И почти сразу раздался выстрел танковой пушки «тридцатьчетверки». Снаряд ударил в стену сарая, разнес ее. Крыша склонилась на развалинах стены. Из-под нее, разворачивая башню в их сторону, выполз «Тигр». На перезарядку пушки «тридцатьчетверки» требовалось время, а его не было!
– Назад! – закричал Ковалевский.
Но секундой раньше Грачев уже переключил передачу и «тридцатьчетверка» двинулась назад. И вовремя!
«Тигр» выстрелил. Его снаряд зацепил за угол маски башни нашего танка, с визгом отрекошетировал и разорвался в стене дома.
«Ухнула» танковая пушка Т 34. Снаряд попал в стык корпуса и башни «Тигра», взорвался, и сразу вспыхнуло пламя.
– Знай наших! – в восторге крикнул Ковалевский.
Теперь надо решать, что делать дальше. Можно было повернуть на юг, влево, и двигаться вдоль улицы, начинавшейся от развалин сарая. Но кто знает, где там притаились «фаустники» или, что страшнее, спрятался очередной немецкий танк. Вероятность же того, что в непосредственной близости от горящего «тигра» может находиться другой танк противника, была мала. И поэтому младший лейтенант Ковалевский приказал продолжать движение мимо сарая вдоль северной окраины Голльнова.
В этом состояла его ошибка. За сараем, прикрывшись уцелевшими стенами и поэтому незамеченная, стояла «пантера».
С расстояния семьдесят метров – предельно малого по меркам танкового боя – ее снаряд прошил левый борт «тридцатьчетверки». Вспыхнуло пламя. Осколок снаряда, отразившись от вала поддерживающего катка, ударил в ногу механика-водителя, в то место, где лежал пистолет. Нога могла быть буквально срезана его гранями, но добротный тульский металл спас и ногу, и жизнь. Резкая боль на секунду почти парализовала Грачева. Он почувствовал, как быстро намокает портянка внутри сапога от крови, и, рванув ручку, открыл нижний люк.
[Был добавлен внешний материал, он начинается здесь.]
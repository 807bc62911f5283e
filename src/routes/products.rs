use actix_session::Session;
use actix_web::{HttpResponse, Responder, delete, get, post, put, web};
use serde::Deserialize;

use crate::forms::products::{ProductForm, ProductFormPayload};
use crate::repository::DieselRepository;
use crate::routes::{error_body, service_error_response, session_admin, unauthorized_response};
use crate::services::products as service;

#[derive(Debug, Deserialize)]
pub struct ProductsQueryParams {
    pub page: Option<usize>,
    pub limit: Option<usize>,
    #[serde(rename = "categoryId", alias = "category_id")]
    pub category_id: Option<i32>,
}

#[get("/products")]
pub async fn list_products(
    params: web::Query<ProductsQueryParams>,
    repo: web::Data<DieselRepository>,
) -> impl Responder {
    match service::list_products(params.page, params.limit, params.category_id, repo.get_ref()) {
        Ok(page) => HttpResponse::Ok().json(page),
        Err(e) => service_error_response(e),
    }
}

#[get("/products/{product_id}")]
pub async fn get_product(
    product_id: web::Path<i32>,
    repo: web::Data<DieselRepository>,
) -> impl Responder {
    match service::get_product(product_id.into_inner(), repo.get_ref()) {
        Ok(product) => HttpResponse::Ok().json(product),
        Err(e) => service_error_response(e),
    }
}

#[post("/products")]
pub async fn create_product(
    form: web::Json<ProductForm>,
    session: Session,
    repo: web::Data<DieselRepository>,
) -> impl Responder {
    let Some(claim) = session_admin(&session) else {
        return unauthorized_response();
    };
    let payload: ProductFormPayload = match form.into_inner().try_into() {
        Ok(payload) => payload,
        Err(e) => return HttpResponse::BadRequest().json(error_body(e.to_string())),
    };

    match service::create_product(&claim, payload, repo.get_ref()) {
        Ok(product) => HttpResponse::Created().json(product),
        Err(e) => service_error_response(e),
    }
}

#[put("/products/{product_id}")]
pub async fn update_product(
    product_id: web::Path<i32>,
    form: web::Json<ProductForm>,
    session: Session,
    repo: web::Data<DieselRepository>,
) -> impl Responder {
    let Some(claim) = session_admin(&session) else {
        return unauthorized_response();
    };
    let payload: ProductFormPayload = match form.into_inner().try_into() {
        Ok(payload) => payload,
        Err(e) => return HttpResponse::BadRequest().json(error_body(e.to_string())),
    };

    match service::update_product(product_id.into_inner(), &claim, payload, repo.get_ref()) {
        Ok(product) => HttpResponse::Ok().json(product),
        Err(e) => service_error_response(e),
    }
}

#[delete("/products/{product_id}")]
pub async fn delete_product(
    product_id: web::Path<i32>,
    session: Session,
    repo: web::Data<DieselRepository>,
) -> impl Responder {
    let Some(claim) = session_admin(&session) else {
        return unauthorized_response();
    };

    match service::delete_product(product_id.into_inner(), &claim, repo.get_ref()) {
        Ok(()) => HttpResponse::Ok().json(error_body("deleted")),
        Err(e) => service_error_response(e),
    }
}
use thiserror::Error;

/// Generic error type used by service layer functions.
#[derive(Debug, Error, PartialEq, Eq)]
pub enum ServiceError {
    /// Lookup failure and password mismatch share one message so a caller
    /// cannot probe which accounts exist.
    #[error("invalid email/username or password")]
    InvalidCredentials,
    /// The credentials were valid but the account is not an administrator.
    #[error("access denied: not an administrator")]
    NotAnAdmin,
    /// The session claim did not survive re-validation against the store.
    #[error("unauthorized")]
    Unauthorized,
    /// The submitted data failed form or type validation.
    #[error("{0}")]
    Validation(String),
    /// Requested resource was not found.
    #[error("not found")]
    NotFound,
    /// The record store failed; carries its message for the response body.
    #[error("{0}")]
    Repository(String),
    /// An unexpected internal error occurred.
    #[error("internal error")]
    Internal,
}

/// Convenient alias for results returned from service functions.
pub type ServiceResult<T> = Result<T, ServiceError>;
С трудом протиснувшись сквозь него и застонав, когда окровавленная нога ударилась о землю, старшина пополз от танка, оставляя на земле кровавый след и не замечая, куда он ползет. Неожиданно для себя скатился в воронку и там потерял сознание от боли и потери крови. Он не знал, сколько времени находился в забытьи. Очнулся тоже от боли. Приоткрыв глаза, Грачев смотрел, как девушка-санинструктор снимает с ноги разрезанный сапог, и застонал.
…Командир 34-й мотострелковой бригады подполковник Щукин, наблюдая за ходом боя, увидел вспыхнувший Т 34 и приказал направить туда медслужбу. «Танкисты собой жертвуют, прикрывая нас» – подумал он, – «Надо помочь им».
…Медсестра Петрова нашла механика-водителя по кровавому следу. Она завершала перевязку, когда услышала слабый стон и повернула голову.
– Лежи, миленький. Скоро за тобой приползут и доставят в госпиталь.
– Как звать? – услышала в ответ.
– Мила… Людмила.
– Запомню.
И снова провалился в небытие.
В госпитале только под утро Грачев открыл глаза. Санитарка, несмотря на тусклое освещение, протирала пол возле его кровати.
– Какой сегодня день? – спросил он.
– Восьмое марта.
– С праздником Вас!
– И тебя тоже. Еще и потому, что в живых остался.
– А не знаете, город мы взяли?
– Вчера вечером. Да ты лежи, сил набирайся. Чтобы поправиться, да по земле ходить, их тебе много потребуется!
Так закончилась для него война.
В госпиталях Грачев провел долгих четыре месяца. Его выписали уже после падения Берлина. Никаких наград за четыре подбитых танка противника под Ноугардом и Голльновым он так и не получил.
Спустя почти год, 21 апреля 1946 года, ему вручили медаль «За победу над Германией в Великой Отечественной войне 1941-1945 гг».
Низкий поклон и слава тебе, скромный герой Великой войны гвардии старшина Николай Иванович Грачев!